The last of the films I found enjoyable is Akakiri, a somber, melancholic tale focusing on a character not unlike Anakin Skywalker in the Prequel Trilogy. Like Anakin, Tsubaki sees terrible visions of the death of a loved one while pursuing a Sith Lord named Masago. Once he confronts Masago, Tsubaki’s vision comes true when he cuts down his love Misa. And just like Anakin, Tsubaki accepts the apprenticeship of a Sith Lord to bring his love back to life. The familiarity of the story does not detract from the impact of the visuals. Of all nine films in this anthology, this one felt the most like a Star Wars story, bittersweet and dark with just a hint of light at the end.

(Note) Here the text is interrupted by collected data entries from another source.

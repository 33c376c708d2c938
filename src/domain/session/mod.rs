//! Session domain module.
//!
//! A session moves through `available → pending → scheduled` and then ends
//! as `completed`, `cancelled` or `no-show`, the last two optionally
//! followed by `refunded`. See `status` for the full transition table.

mod aggregate;
mod errors;
mod events;
mod record;
mod status;

pub use aggregate::{
    Cancellation, CheckoutBooking, MeetingLink, NewSlot, NoShowMark, NoShowParty, Session,
};
pub use errors::SessionError;
pub use events::SessionEvent;
pub use record::SessionRecord;
pub use status::{SessionStatus, SessionType};

#[cfg(test)]
pub(crate) use aggregate::tests as fixtures;
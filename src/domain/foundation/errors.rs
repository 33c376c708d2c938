//! Error types for the domain layer.

use std::collections::HashMap;
use std::error::Error;
use std::fmt;
use thiserror::Error;

/// Errors that occur during value object construction.
#[derive(Debug, Clone, PartialEq, Eq, Error)]
pub enum ValidationError {
    #[error("Field '{field}' cannot be empty")]
    EmptyField { field: String },

    #[error("Field '{field}' must be between {min} and {max}, got {actual}")]
    OutOfRange {
        field: String,
        min: i64,
        max: i64,
        actual: i64,
    },

    #[error("Field '{field}' has invalid format: {reason}")]
    InvalidFormat { field: String, reason: String },

    #[error("Invariant violated: {reason}")]
    Invariant { reason: String },
}

impl ValidationError {
    /// Creates an empty field validation error.
    pub fn empty_field(field: impl Into<String>) -> Self {
        ValidationError::EmptyField { field: field.into() }
    }

    /// Creates an out of range validation error.
    pub fn out_of_range(field: impl Into<String>, min: i64, max: i64, actual: i64) -> Self {
        ValidationError::OutOfRange {
            field: field.into(),
            min,
            max,
            actual,
        }
    }

    /// Creates an invalid format validation error.
    pub fn invalid_format(field: impl Into<String>, reason: impl Into<String>) -> Self {
        ValidationError::InvalidFormat {
            field: field.into(),
            reason: reason.into(),
        }
    }

    /// Creates a cross-field invariant error.
    pub fn invariant(reason: impl Into<String>) -> Self {
        ValidationError::Invariant {
            reason: reason.into(),
        }
    }

    /// Name of the offending field, when the error concerns one.
    pub fn field(&self) -> Option<&str> {
        match self {
            ValidationError::EmptyField { field }
            | ValidationError::OutOfRange { field, .. }
            | ValidationError::InvalidFormat { field, .. } => Some(field),
            ValidationError::Invariant { .. } => None,
        }
    }
}

/// Error codes organized by category.
#[derive(Debug, Clone, Copy, PartialEq, Eq, Hash)]
pub enum ErrorCode {
    // Validation errors
    ValidationFailed,
    EmptyField,
    OutOfRange,
    InvalidFormat,
    GateBlocked,

    // Not found errors
    NotFound,
    SessionNotFound,
    ProviderNotFound,
    PlanNotFound,

    // State errors
    InvalidStateTransition,
    ConcurrencyConflict,
    PaymentRequired,

    // Authorization errors
    Unauthorized,
    Forbidden,

    // Collaborator errors
    PaymentProviderError,
    MeetingProviderError,

    // Infrastructure errors
    StorageError,
    InternalError,
}

impl fmt::Display for ErrorCode {
    fn fmt(&self, f: &mut fmt::Formatter<'_>) -> fmt::Result {
        let s = match self {
            ErrorCode::ValidationFailed => "VALIDATION_FAILED",
            ErrorCode::EmptyField => "EMPTY_FIELD",
            ErrorCode::OutOfRange => "OUT_OF_RANGE",
            ErrorCode::InvalidFormat => "INVALID_FORMAT",
            ErrorCode::GateBlocked => "GATE_BLOCKED",
            ErrorCode::NotFound => "NOT_FOUND",
            ErrorCode::SessionNotFound => "SESSION_NOT_FOUND",
            ErrorCode::ProviderNotFound => "PROVIDER_NOT_FOUND",
            ErrorCode::PlanNotFound => "PLAN_NOT_FOUND",
            ErrorCode::InvalidStateTransition => "INVALID_STATE_TRANSITION",
            ErrorCode::ConcurrencyConflict => "CONCURRENCY_CONFLICT",
            ErrorCode::PaymentRequired => "PAYMENT_REQUIRED",
            ErrorCode::Unauthorized => "UNAUTHORIZED",
            ErrorCode::Forbidden => "FORBIDDEN",
            ErrorCode::PaymentProviderError => "PAYMENT_PROVIDER_ERROR",
            ErrorCode::MeetingProviderError => "MEETING_PROVIDER_ERROR",
            ErrorCode::StorageError => "STORAGE_ERROR",
            ErrorCode::InternalError => "INTERNAL_ERROR",
        };
        write!(f, "{}", s)
    }
}

/// Standard domain error with code, message, and optional details.
#[derive(Debug, Clone)]
pub struct DomainError {
    pub code: ErrorCode,
    pub message: String,
    pub details: HashMap<String, String>,
}

impl DomainError {
    /// Creates a new domain error.
    pub fn new(code: ErrorCode, message: impl Into<String>) -> Self {
        Self {
            code,
            message: message.into(),
            details: HashMap::new(),
        }
    }

    /// Creates a validation error for a specific field.
    pub fn validation(field: impl Into<String>, message: impl Into<String>) -> Self {
        Self {
            code: ErrorCode::ValidationFailed,
            message: message.into(),
            details: HashMap::new(),
        }
        .with_detail("field", field.into())
    }

    /// Adds a detail to the error.
    pub fn with_detail(mut self, key: impl Into<String>, value: impl Into<String>) -> Self {
        self.details.insert(key.into(), value.into());
        self
    }
}

impl fmt::Display for DomainError {
    fn fmt(&self, f: &mut fmt::Formatter<'_>) -> fmt::Result {
        write!(f, "[{}] {}", self.code, self.message)
    }
}

impl Error for DomainError {}

impl From<ValidationError> for DomainError {
    fn from(err: ValidationError) -> Self {
        let message = err.to_string();
        match err.field() {
            Some(field) => DomainError::validation(field.to_string(), message),
            None => DomainError::new(ErrorCode::ValidationFailed, message),
        }
    }
}

#[cfg(test)]
mod tests {
    use super::*;

    #[test]
    fn validation_error_empty_field_displays_correctly() {
        let err = ValidationError::empty_field("provider_id");
        assert_eq!(format!("{}", err), "Field 'provider_id' cannot be empty");
    }

    #[test]
    fn validation_error_out_of_range_displays_correctly() {
        let err = ValidationError::out_of_range("price_cents", 0, i64::MAX, -5);
        assert_eq!(
            format!("{}", err),
            format!("Field 'price_cents' must be between 0 and {}, got -5", i64::MAX)
        );
    }

    #[test]
    fn validation_error_invalid_format_displays_correctly() {
        let err = ValidationError::invalid_format("status", "unknown value 'booked'");
        assert_eq!(
            format!("{}", err),
            "Field 'status' has invalid format: unknown value 'booked'"
        );
    }

    #[test]
    fn domain_error_displays_code_and_message() {
        let err = DomainError::new(ErrorCode::SessionNotFound, "Session not found");
        assert_eq!(format!("{}", err), "[SESSION_NOT_FOUND] Session not found");
    }

    #[test]
    fn domain_error_with_detail_adds_detail() {
        let err = DomainError::new(ErrorCode::ValidationFailed, "Validation failed")
            .with_detail("field", "school")
            .with_detail("reason", "blank");

        assert_eq!(err.details.get("field"), Some(&"school".to_string()));
        assert_eq!(err.details.get("reason"), Some(&"blank".to_string()));
    }

    #[test]
    fn validation_error_converts_with_field_detail() {
        let err: DomainError = ValidationError::empty_field("student_id").into();
        assert_eq!(err.code, ErrorCode::ValidationFailed);
        assert_eq!(err.details.get("field"), Some(&"student_id".to_string()));
    }

    #[test]
    fn invariant_error_converts_without_field() {
        let err: DomainError = ValidationError::invariant("end must be after start").into();
        assert!(err.details.is_empty());
        assert!(err.message.contains("end must be after start"));
    }

    #[test]
    fn error_code_display_formats_correctly() {
        assert_eq!(format!("{}", ErrorCode::ConcurrencyConflict), "CONCURRENCY_CONFLICT");
        assert_eq!(format!("{}", ErrorCode::InternalError), "INTERNAL_ERROR");
    }
}
//! Timestamp value object for immutable points in time.

use chrono::{DateTime, Duration, NaiveDate, NaiveTime, Utc};
use serde::{Deserialize, Serialize};
use std::fmt;

/// Immutable point in time, always UTC.
///
/// Serializes as an ISO-8601 string.
#[derive(Debug, Clone, Copy, PartialEq, Eq, Hash, PartialOrd, Ord, Serialize, Deserialize)]
#[serde(transparent)]
pub struct Timestamp(DateTime<Utc>);

impl Timestamp {
    /// Creates a timestamp for the current moment.
    pub fn now() -> Self {
        Self(Utc::now())
    }

    /// Creates a timestamp from a DateTime<Utc>.
    pub fn from_datetime(dt: DateTime<Utc>) -> Self {
        Self(dt)
    }

    /// Creates a timestamp from a calendar date and wall-clock time in UTC.
    pub fn from_date_time(date: NaiveDate, time: NaiveTime) -> Self {
        Self(date.and_time(time).and_utc())
    }

    /// Parses an RFC 3339 / ISO-8601 string.
    pub fn parse(value: &str) -> Result<Self, chrono::ParseError> {
        Ok(Self(DateTime::parse_from_rfc3339(value)?.with_timezone(&Utc)))
    }

    /// Returns the inner DateTime.
    pub fn as_datetime(&self) -> &DateTime<Utc> {
        &self.0
    }

    /// Checks if this timestamp is before another.
    pub fn is_before(&self, other: &Timestamp) -> bool {
        self.0 < other.0
    }

    /// Checks if this timestamp is after another.
    pub fn is_after(&self, other: &Timestamp) -> bool {
        self.0 > other.0
    }

    /// Returns the duration from another timestamp to this one.
    ///
    /// Returns negative duration if other is after self.
    pub fn duration_since(&self, other: &Timestamp) -> Duration {
        self.0.signed_duration_since(other.0)
    }

    /// Creates a new timestamp offset by the given duration.
    pub fn plus(&self, duration: Duration) -> Self {
        Self(self.0 + duration)
    }

    /// Creates a new timestamp by adding the specified number of minutes.
    pub fn plus_minutes(&self, minutes: i64) -> Self {
        Self(self.0 + Duration::minutes(minutes))
    }

    /// Creates a new timestamp by adding the specified number of hours.
    pub fn plus_hours(&self, hours: i64) -> Self {
        Self(self.0 + Duration::hours(hours))
    }

    /// Creates a new timestamp by subtracting the specified number of hours.
    pub fn minus_hours(&self, hours: i64) -> Self {
        Self(self.0 - Duration::hours(hours))
    }

    /// Returns the timestamp as Unix seconds.
    pub fn as_unix_secs(&self) -> i64 {
        self.0.timestamp()
    }

    /// ISO-8601 string with second precision.
    pub fn to_rfc3339(&self) -> String {
        self.0.to_rfc3339_opts(chrono::SecondsFormat::Secs, true)
    }
}

impl Default for Timestamp {
    fn default() -> Self {
        Self::now()
    }
}

impl fmt::Display for Timestamp {
    fn fmt(&self, f: &mut fmt::Formatter<'_>) -> fmt::Result {
        write!(f, "{}", self.to_rfc3339())
    }
}

#[cfg(test)]
mod tests {
    use super::*;
    use chrono::{Datelike, Timelike};

    fn fixed() -> Timestamp {
        Timestamp::parse("2024-01-15T10:30:00Z").unwrap()
    }

    #[test]
    fn timestamp_now_creates_current_time() {
        let before = Utc::now();
        let ts = Timestamp::now();
        let after = Utc::now();

        assert!(ts.as_datetime() >= &before);
        assert!(ts.as_datetime() <= &after);
    }

    #[test]
    fn timestamp_ordering_helpers_agree() {
        let earlier = fixed();
        let later = earlier.plus_minutes(1);

        assert!(earlier.is_before(&later));
        assert!(later.is_after(&earlier));
        assert!(earlier < later);
    }

    #[test]
    fn timestamp_serializes_to_iso_string() {
        let json = serde_json::to_string(&fixed()).unwrap();
        assert!(json.starts_with("\"2024-01-15T10:30:00"));
    }

    #[test]
    fn timestamp_deserializes_from_json() {
        let ts: Timestamp = serde_json::from_str("\"2024-01-15T10:30:00Z\"").unwrap();
        assert_eq!(ts.as_datetime().year(), 2024);
        assert_eq!(ts.as_datetime().hour(), 10);
    }

    #[test]
    fn timestamp_parse_accepts_offsets() {
        let ts = Timestamp::parse("2024-01-15T12:30:00+02:00").unwrap();
        assert_eq!(ts, fixed());
    }

    #[test]
    fn from_date_time_builds_utc_instant() {
        let date = NaiveDate::from_ymd_opt(2024, 1, 15).unwrap();
        let time = NaiveTime::from_hms_opt(10, 30, 0).unwrap();
        assert_eq!(Timestamp::from_date_time(date, time), fixed());
    }

    #[test]
    fn duration_since_is_signed() {
        let a = fixed();
        let b = a.plus_hours(24);
        assert_eq!(b.duration_since(&a), Duration::hours(24));
        assert_eq!(a.duration_since(&b), Duration::hours(-24));
        assert_eq!(b.minus_hours(24), a);
    }

    #[test]
    fn display_uses_rfc3339() {
        assert_eq!(fixed().to_string(), "2024-01-15T10:30:00Z");
    }
}
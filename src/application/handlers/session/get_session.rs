//! GetSessionHandler - Query handler for one session.

use std::sync::Arc;

use crate::domain::foundation::{authorize, Actor, SessionId};
use crate::domain::policy::can_view_session;
use crate::domain::session::{Session, SessionError};
use crate::ports::SessionRepository;

use super::common::load;

#[derive(Debug, Clone)]
pub struct GetSessionQuery {
    pub session_id: SessionId,
    pub actor: Actor,
}

pub struct GetSessionHandler {
    repository: Arc<dyn SessionRepository>,
}

impl GetSessionHandler {
    pub fn new(repository: Arc<dyn SessionRepository>) -> Self {
        Self { repository }
    }

    pub async fn handle(&self, query: GetSessionQuery) -> Result<Session, SessionError> {
        let session = load(self.repository.as_ref(), query.session_id).await?;
        authorize(can_view_session(&session, &query.actor), &query.actor, "view", &session)?;
        Ok(session)
    }
}

#[cfg(test)]
mod tests {
    use super::*;
    use crate::application::handlers::test_support::*;
    use crate::domain::session::fixtures::{open_slot_at, scheduled_session_at};

    #[tokio::test]
    async fn parties_and_admin_can_view_booked_session() {
        let h = Harness::new();
        let session = h.seed(scheduled_session_at(hours_from_now(24))).await;
        let handler = GetSessionHandler::new(h.repository.clone());

        for actor in [student(), tutor(), admin()] {
            let found = handler
                .handle(GetSessionQuery {
                    session_id: session.id(),
                    actor,
                })
                .await
                .unwrap();
            assert_eq!(found.id(), session.id());
        }
    }

    #[tokio::test]
    async fn strangers_cannot_view_booked_session() {
        let h = Harness::new();
        let session = h.seed(scheduled_session_at(hours_from_now(24))).await;
        let handler = GetSessionHandler::new(h.repository.clone());

        for actor in [other_student(), other_tutor()] {
            let result = handler
                .handle(GetSessionQuery {
                    session_id: session.id(),
                    actor,
                })
                .await;
            assert!(matches!(result, Err(SessionError::Forbidden(_))));
        }
    }

    #[tokio::test]
    async fn any_student_can_view_open_slot() {
        let h = Harness::new();
        let slot = h.seed(open_slot_at(hours_from_now(24))).await;
        let handler = GetSessionHandler::new(h.repository.clone());

        assert!(handler
            .handle(GetSessionQuery {
                session_id: slot.id(),
                actor: other_student(),
            })
            .await
            .is_ok());
    }

    #[tokio::test]
    async fn missing_session_is_not_found() {
        let h = Harness::new();
        let handler = GetSessionHandler::new(h.repository.clone());

        let result = handler
            .handle(GetSessionQuery {
                session_id: SessionId::new(),
                actor: admin(),
            })
            .await;

        assert!(matches!(result, Err(SessionError::NotFound(_))));
    }
}
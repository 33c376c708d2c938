//! Provider offerings: service types and availability windows.
//!
//! A `ServiceType` is what a provider sells (length and price of one
//! session). An `Availability` is a window of time the provider opens for
//! one service type; publishing it cuts the window into `available`
//! session slots.

use serde::{Deserialize, Serialize};

use crate::domain::foundation::{
    AvailabilityId, Authorizable, ProviderId, ServiceTypeId, Timestamp, ValidationError,
};
use crate::domain::session::{NewSlot, SessionType};

#[derive(Debug, Clone, PartialEq, Eq, Serialize, Deserialize)]
#[serde(rename_all = "camelCase")]
pub struct ServiceType {
    pub id: ServiceTypeId,
    pub provider_id: ProviderId,
    pub name: String,
    pub session_type: SessionType,
    pub duration_minutes: u32,
    pub price_cents: i64,
}

impl ServiceType {
    pub fn new(
        provider_id: ProviderId,
        name: impl Into<String>,
        session_type: SessionType,
        duration_minutes: u32,
        price_cents: i64,
    ) -> Result<Self, ValidationError> {
        let name = name.into().trim().to_string();
        if name.is_empty() {
            return Err(ValidationError::empty_field("name"));
        }
        if duration_minutes == 0 || duration_minutes > 24 * 60 {
            return Err(ValidationError::out_of_range(
                "duration_minutes",
                1,
                24 * 60,
                i64::from(duration_minutes),
            ));
        }
        if price_cents < 0 {
            return Err(ValidationError::out_of_range("price_cents", 0, i64::MAX, price_cents));
        }
        Ok(Self {
            id: ServiceTypeId::new(),
            provider_id,
            name,
            session_type,
            duration_minutes,
            price_cents,
        })
    }
}

impl Authorizable for ServiceType {
    const RESOURCE_TYPE: &'static str = "ServiceType";

    fn resource_id(&self) -> String {
        self.id.to_string()
    }
}

/// A window of time a provider opens for one service type.
#[derive(Debug, Clone, PartialEq, Eq, Serialize, Deserialize)]
#[serde(rename_all = "camelCase")]
pub struct Availability {
    pub id: AvailabilityId,
    pub provider_id: ProviderId,
    pub service_type_id: ServiceTypeId,
    pub starts_at: Timestamp,
    pub ends_at: Timestamp,
}

impl Availability {
    pub fn new(
        provider_id: ProviderId,
        service_type_id: ServiceTypeId,
        starts_at: Timestamp,
        ends_at: Timestamp,
    ) -> Result<Self, ValidationError> {
        if !ends_at.is_after(&starts_at) {
            return Err(ValidationError::invariant("availability must end after it starts"));
        }
        Ok(Self {
            id: AvailabilityId::new(),
            provider_id,
            service_type_id,
            starts_at,
            ends_at,
        })
    }

    /// Cuts the window into back-to-back slots of the service's length.
    ///
    /// A trailing remainder shorter than one session is dropped.
    pub fn slots(&self, service: &ServiceType) -> Result<Vec<NewSlot>, ValidationError> {
        if service.id != self.service_type_id {
            return Err(ValidationError::invariant(
                "availability belongs to a different service type",
            ));
        }
        if service.provider_id != self.provider_id {
            return Err(ValidationError::invariant(
                "service type belongs to a different provider",
            ));
        }

        let step = i64::from(service.duration_minutes);
        let mut slots = Vec::new();
        let mut start = self.starts_at;
        loop {
            let end = start.plus_minutes(step);
            if end.is_after(&self.ends_at) {
                break;
            }
            slots.push(NewSlot {
                provider_id: self.provider_id.clone(),
                service_type_id: Some(service.id),
                availability_id: Some(self.id),
                session_type: service.session_type,
                subject: None,
                grade_level: None,
                start,
                end,
                price_cents: service.price_cents,
            });
            start = end;
        }
        Ok(slots)
    }
}

impl Authorizable for Availability {
    const RESOURCE_TYPE: &'static str = "Availability";

    fn resource_id(&self) -> String {
        self.id.to_string()
    }
}
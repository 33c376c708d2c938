//! Server configuration

use serde::Deserialize;
use std::net::SocketAddr;

use super::error::ValidationError;

/// Server configuration
#[derive(Debug, Clone, Deserialize)]
pub struct ServerConfig {
    /// Host address to bind to
    #[serde(default = "default_host")]
    pub host: String,

    /// Port to listen on
    #[serde(default = "default_port")]
    pub port: u16,

    /// Environment name
    #[serde(default = "default_environment")]
    pub environment: Environment,

    /// `tracing-subscriber` filter directive
    #[serde(default = "default_log_level")]
    pub log_level: String,

    /// Emit JSON log lines instead of the human-readable format
    #[serde(default)]
    pub log_json: bool,

    /// Request timeout in seconds
    #[serde(default = "default_request_timeout")]
    pub request_timeout_secs: u64,

    /// CORS allowed origins (comma-separated)
    pub cors_origins: Option<String>,
}

/// Application environment
#[derive(Debug, Clone, Copy, Deserialize, PartialEq, Eq, Default)]
#[serde(rename_all = "lowercase")]
pub enum Environment {
    #[default]
    Development,
    Staging,
    Production,
}

impl ServerConfig {
    /// Socket address to bind to
    pub fn socket_addr(&self) -> Result<SocketAddr, ValidationError> {
        format!("{}:{}", self.host, self.port)
            .parse()
            .map_err(|_| ValidationError::InvalidAddress(format!("{}:{}", self.host, self.port)))
    }

    pub fn is_production(&self) -> bool {
        self.environment == Environment::Production
    }

    /// CORS origins as a vector
    pub fn cors_origins_list(&self) -> Vec<String> {
        self.cors_origins
            .as_ref()
            .map(|s| {
                s.split(',')
                    .map(|s| s.trim().to_string())
                    .filter(|s| !s.is_empty())
                    .collect()
            })
            .unwrap_or_default()
    }

    pub fn validate(&self) -> Result<(), ValidationError> {
        if self.port == 0 {
            return Err(ValidationError::InvalidPort);
        }
        if self.request_timeout_secs == 0 || self.request_timeout_secs > 300 {
            return Err(ValidationError::InvalidTimeout);
        }
        self.socket_addr()?;
        Ok(())
    }
}

impl Default for ServerConfig {
    fn default() -> Self {
        Self {
            host: default_host(),
            port: default_port(),
            environment: default_environment(),
            log_level: default_log_level(),
            log_json: false,
            request_timeout_secs: default_request_timeout(),
            cors_origins: None,
        }
    }
}

fn default_host() -> String {
    "0.0.0.0".to_string()
}

fn default_port() -> u16 {
    8080
}

fn default_environment() -> Environment {
    Environment::Development
}

fn default_log_level() -> String {
    "info,tutorhub=debug,tower_http=info".to_string()
}

fn default_request_timeout() -> u64 {
    30
}
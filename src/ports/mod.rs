//! Ports - Interfaces for external dependencies.
//!
//! Following hexagonal architecture, ports define the contracts between
//! the domain and the outside world. Adapters implement these ports.
//!
//! - `SessionRepository` - Session record store with optimistic versioning
//! - `PaymentProvider` - Checkout, payment status, refunds, webhooks
//! - `MeetingProvider` - Video meeting creation (best effort)
//! - `SessionValidator` - Bearer token to current user and role
//! - `EventPublisher` - Domain event publication

mod event_publisher;
mod meeting_provider;
mod payment_provider;
mod session_repository;
mod session_validator;

pub use event_publisher::EventPublisher;
pub use meeting_provider::{MeetingError, MeetingProvider, MeetingRequest};
pub use payment_provider::{
    CheckoutRequest, CheckoutSession, PaymentError, PaymentErrorCode, PaymentIntent,
    PaymentProvider, PaymentStatus, PaymentWebhook, PaymentWebhookKind, Refund, RefundRequest,
};
pub use session_repository::{SessionFilter, SessionRepository};
pub use session_validator::SessionValidator;
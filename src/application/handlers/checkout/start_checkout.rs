//! StartCheckoutHandler - Finalized wizard answers become a hosted checkout.
//!
//! The client's answers are replayed through every wizard gate against the
//! live directory and plan catalog; nothing the client computed (price,
//! provider name, slot count) is trusted. The selection travels in the
//! checkout metadata so completion can rebuild the same booking.

use std::collections::BTreeMap;
use std::sync::Arc;

use crate::domain::booking::{BookingContext, BookingDraft, BookingSelection, FinalizedBooking, PlanCatalog};
use crate::domain::directory::ProviderDirectory;
use crate::domain::foundation::{AuthorizationResult, CommandMetadata, DomainError, Role, UserId};
use crate::ports::{CheckoutRequest, CheckoutSession, PaymentProvider};

/// Metadata key holding the serialized `BookingSelection`.
pub const METADATA_BOOKING: &str = "booking";
/// Metadata key holding the paying student's id.
pub const METADATA_STUDENT: &str = "student_id";

#[derive(Debug, Clone)]
pub struct StartCheckoutCommand {
    pub selection: BookingSelection,
    pub customer_email: Option<String>,
    /// Admins start checkouts for a named student.
    pub on_behalf_of: Option<UserId>,
}

#[derive(Debug, Clone)]
pub struct StartCheckoutResult {
    pub checkout: CheckoutSession,
    pub booking: FinalizedBooking,
    pub session_reference: String,
}

#[derive(Debug, Clone)]
pub struct CheckoutUrls {
    pub success_url: String,
    pub cancel_url: String,
}

pub struct StartCheckoutHandler {
    payment_provider: Arc<dyn PaymentProvider>,
    directory: Arc<ProviderDirectory>,
    plans: Arc<PlanCatalog>,
    urls: CheckoutUrls,
}

impl StartCheckoutHandler {
    pub fn new(
        payment_provider: Arc<dyn PaymentProvider>,
        directory: Arc<ProviderDirectory>,
        plans: Arc<PlanCatalog>,
        urls: CheckoutUrls,
    ) -> Self {
        Self {
            payment_provider,
            directory,
            plans,
            urls,
        }
    }

    pub async fn handle(
        &self,
        cmd: StartCheckoutCommand,
        metadata: CommandMetadata,
    ) -> Result<StartCheckoutResult, DomainError> {
        let actor = &metadata.actor;
        let student_id = resolve_student(actor.role, &actor.user_id, cmd.on_behalf_of)?;
        AuthorizationResult::decide(
            matches!(actor.role, Role::Student | Role::Admin),
            actor,
            "checkout",
            "Booking",
            student_id.as_str(),
        )
        .into_result()?;

        let ctx = BookingContext::new(&self.directory, &self.plans);
        let booking = BookingDraft::replay(&cmd.selection, ctx)?;

        let selection_json = serde_json::to_string(&cmd.selection)
            .map_err(|e| DomainError::validation("selection", e.to_string()))?;
        let mut checkout_metadata = BTreeMap::new();
        checkout_metadata.insert(METADATA_BOOKING.to_string(), selection_json);
        checkout_metadata.insert(METADATA_STUDENT.to_string(), student_id.to_string());

        let session_reference = uuid::Uuid::new_v4().to_string();
        let request = CheckoutRequest {
            session_reference: session_reference.clone(),
            amount_cents: booking.price_cents(),
            description: booking.description(),
            customer_email: cmd.customer_email,
            success_url: self.urls.success_url.clone(),
            cancel_url: self.urls.cancel_url.clone(),
            metadata: checkout_metadata,
        };

        let checkout = self
            .payment_provider
            .create_checkout_session(request)
            .await
            .map_err(|e| {
                tracing::error!(student_id = %student_id, error = %e, "Checkout creation failed");
                DomainError::from(e)
            })?;

        tracing::info!(
            checkout_id = %checkout.id,
            student_id = %student_id,
            provider_id = %booking.provider_id,
            plan = %booking.plan.id,
            amount_cents = booking.price_cents(),
            "Checkout started"
        );

        Ok(StartCheckoutResult {
            checkout,
            booking,
            session_reference,
        })
    }
}

fn resolve_student(
    role: Role,
    actor_id: &UserId,
    on_behalf_of: Option<UserId>,
) -> Result<UserId, DomainError> {
    match (role, on_behalf_of) {
        (Role::Admin, Some(student)) => Ok(student),
        (Role::Admin, None) => Err(DomainError::validation(
            "student_id",
            "admins must name the student they book for",
        )),
        (_, _) => Ok(actor_id.clone()),
    }
}
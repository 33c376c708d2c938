//! Authentication adapters.
//!
//! Implementations of the `SessionValidator` port:
//!
//! - `mock` - Test implementations that don't require an identity service
//! - `jwt` - HS256 bearer tokens carrying a `role` claim

mod jwt;
mod mock;

pub use jwt::{JwtClaims, JwtConfig, JwtSessionValidator};
pub use mock::MockSessionValidator;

The other films in the series may be fun for some but I found them rather lacking in both stakes and presentation. One of the hazards and benefits of an anthology series like this is that while you’ll find some stories that don’t speak to you at all, there are others that touch something in your imagination and heart. I’d definitely encourage fans of both anime and Star Wars to check out the series and decide for yourself which ones speak to you and which ones don’t. In the end, Star Wars is meant for all of us to enjoy, a communal legend where each of us finds meaning in a galaxy far, far away.